What’s palm oil and what’s the problem?

65% of global vegetable oil trade is palm oil, and it’s estimated to be present in 50% of all products in an averge weekly shop. However because it’s usually sold as an ingredient in a product rather than on its own, many people are not aware that it even exists, let alone that it’s a major environmental problem.

Palm oil is an edible vegetable oil made from oil palm trees. It’s very cheap and is used widely in food, cosmetics, soaps and other products.

In theory these trees can produce oil extremely efficiently, using less land and fewer resources than other vegetable oil crops such as rapeseed or olive. So it could be a great thing for the earth, but why isn’t it?

The problem is that since it’s so cheap and efficient, demand for palm oil has skyrocketed, and this has led to a massive growth in palm oil plantations, particularly in Malaysia and Indonesia, which produce around 85% of the world’s palm oil. This quick and underregulated growth has caused huge swathes of deforestation in tropical rainforests, which is bad news for wildlife as it reduces habitats, and also releases large amounts of greenhouse gases. Yikes!

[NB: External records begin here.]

/// The control-rate random generators driving pitch: a Choice melody over
/// scale degrees, a Randi vibrato, and a SineLoop whose brightness drifts
/// with a Randh. Offline; prints the values the generators land on.

use polystream::engine::{Server, ServerConfig};
use polystream::graph::{Choice, MToF, Randh, Randi, SineLoop};

fn main() {
    println!("=== Random Generators (Offline) ===\n");

    let mut server = Server::new(ServerConfig {
        seed: 2024,
        ..ServerConfig::default()
    })
    .unwrap();

    // A minor pentatonic melody: Choice redraws a degree twice a second,
    // MToF turns it into Hz.
    let degrees = vec![57.0, 60.0, 62.0, 64.0, 67.0];
    let pitch = server.add(Choice::new(degrees.clone(), 2.0)).unwrap();
    let freq = server.add(MToF::new(pitch)).unwrap();

    // Randi adds a slow interpolated jitter of a few Hz on top.
    let jitter = server.add(Randi::new(-3.0, 3.0, 1.0)).unwrap();

    // Feedback sine as the voice; its feedback amount drifts between dull
    // and bright four times a second.
    let feedback = server.add(Randh::new(0.05, 0.25, 4.0)).unwrap();
    let sum = server
        .add(polystream::graph::Sum::new(vec![freq.into(), jitter.into()]))
        .unwrap();
    let voice = server.add(SineLoop::new(sum, feedback).with_mul(0.3)).unwrap();
    server.out(voice).unwrap();

    server.start();
    println!("Scale degrees: {:?}", degrees);
    println!("Seed: 2024 (rerun and the melody repeats exactly)\n");

    for second in 0..4 {
        // 44100 / 256 is about 172 blocks per second.
        for _ in 0..172 {
            server.tick();
        }
        let degree = server.bank(pitch).unwrap()[0].samples()[0];
        let hz = server.bank(freq).unwrap()[0].samples()[0];
        let fb = server.bank(feedback).unwrap()[0].samples()[0];
        println!(
            "t={}s  degree {:>4.1}  ({:>6.1} Hz)  feedback {:.3}",
            second + 1,
            degree,
            hz,
            fb
        );
    }

    println!("\nEvery draw comes from one seeded source on the sample clock,");
    println!("so the whole session replays from the seed alone.");
}
use thiserror::Error;

use super::graph::NodeId;

/// Configuration problems caught at server construction, before any block
/// runs. Non-recoverable: fix the config and build a new server.
#[derive(Debug, Error, Clone, PartialEq)]
pub enum ConfigError {
    #[error("sample rate must be positive and finite, got {0}")]
    SampleRate(f32),
    #[error("block size must be between 1 and {}, got {0}", crate::MAX_BLOCK_SIZE)]
    BlockSize(usize),
    #[error("channel count must be at least 1, got {0}")]
    Channels(usize),
}

/// Problems with a mutating graph operation. Reported synchronously to the
/// caller; the graph stays in its last valid state and the per-block path
/// never raises.
#[derive(Debug, Error, Clone, PartialEq)]
pub enum GraphError {
    #[error("{0} is not registered in this graph")]
    UnknownNode(NodeId),
    #[error("{0} would depend on its own current-block output")]
    Cycle(NodeId),
    #[error("{node} has no parameter named `{name}`")]
    UnknownParam { node: NodeId, name: String },
    #[error("{0} is still an input of {1} and cannot be removed")]
    NodeInUse(NodeId, NodeId),
}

What is ‘sustainable palm oil’?

While this is all terrible, the obvious first reaction of a palm oil boycott is not the answer. If palm oil production stopped, alternative vegetable oil sources would need to be found, and none of these come close to palm oil when it comes to efficiency. This is why the smart money supports the opportunity of working with industry to produce palm oil under better conditions.

An international standard for assessing the sustainability of palm oil production has been developed by the Roundtable on Sustainable Palm Oil (RSPO). Palm oil that is certified to these standards ensure that it is produced under fair labour conditions, does not rely heavily on artificial fertilisers and pesticides, and does not cause deforestation.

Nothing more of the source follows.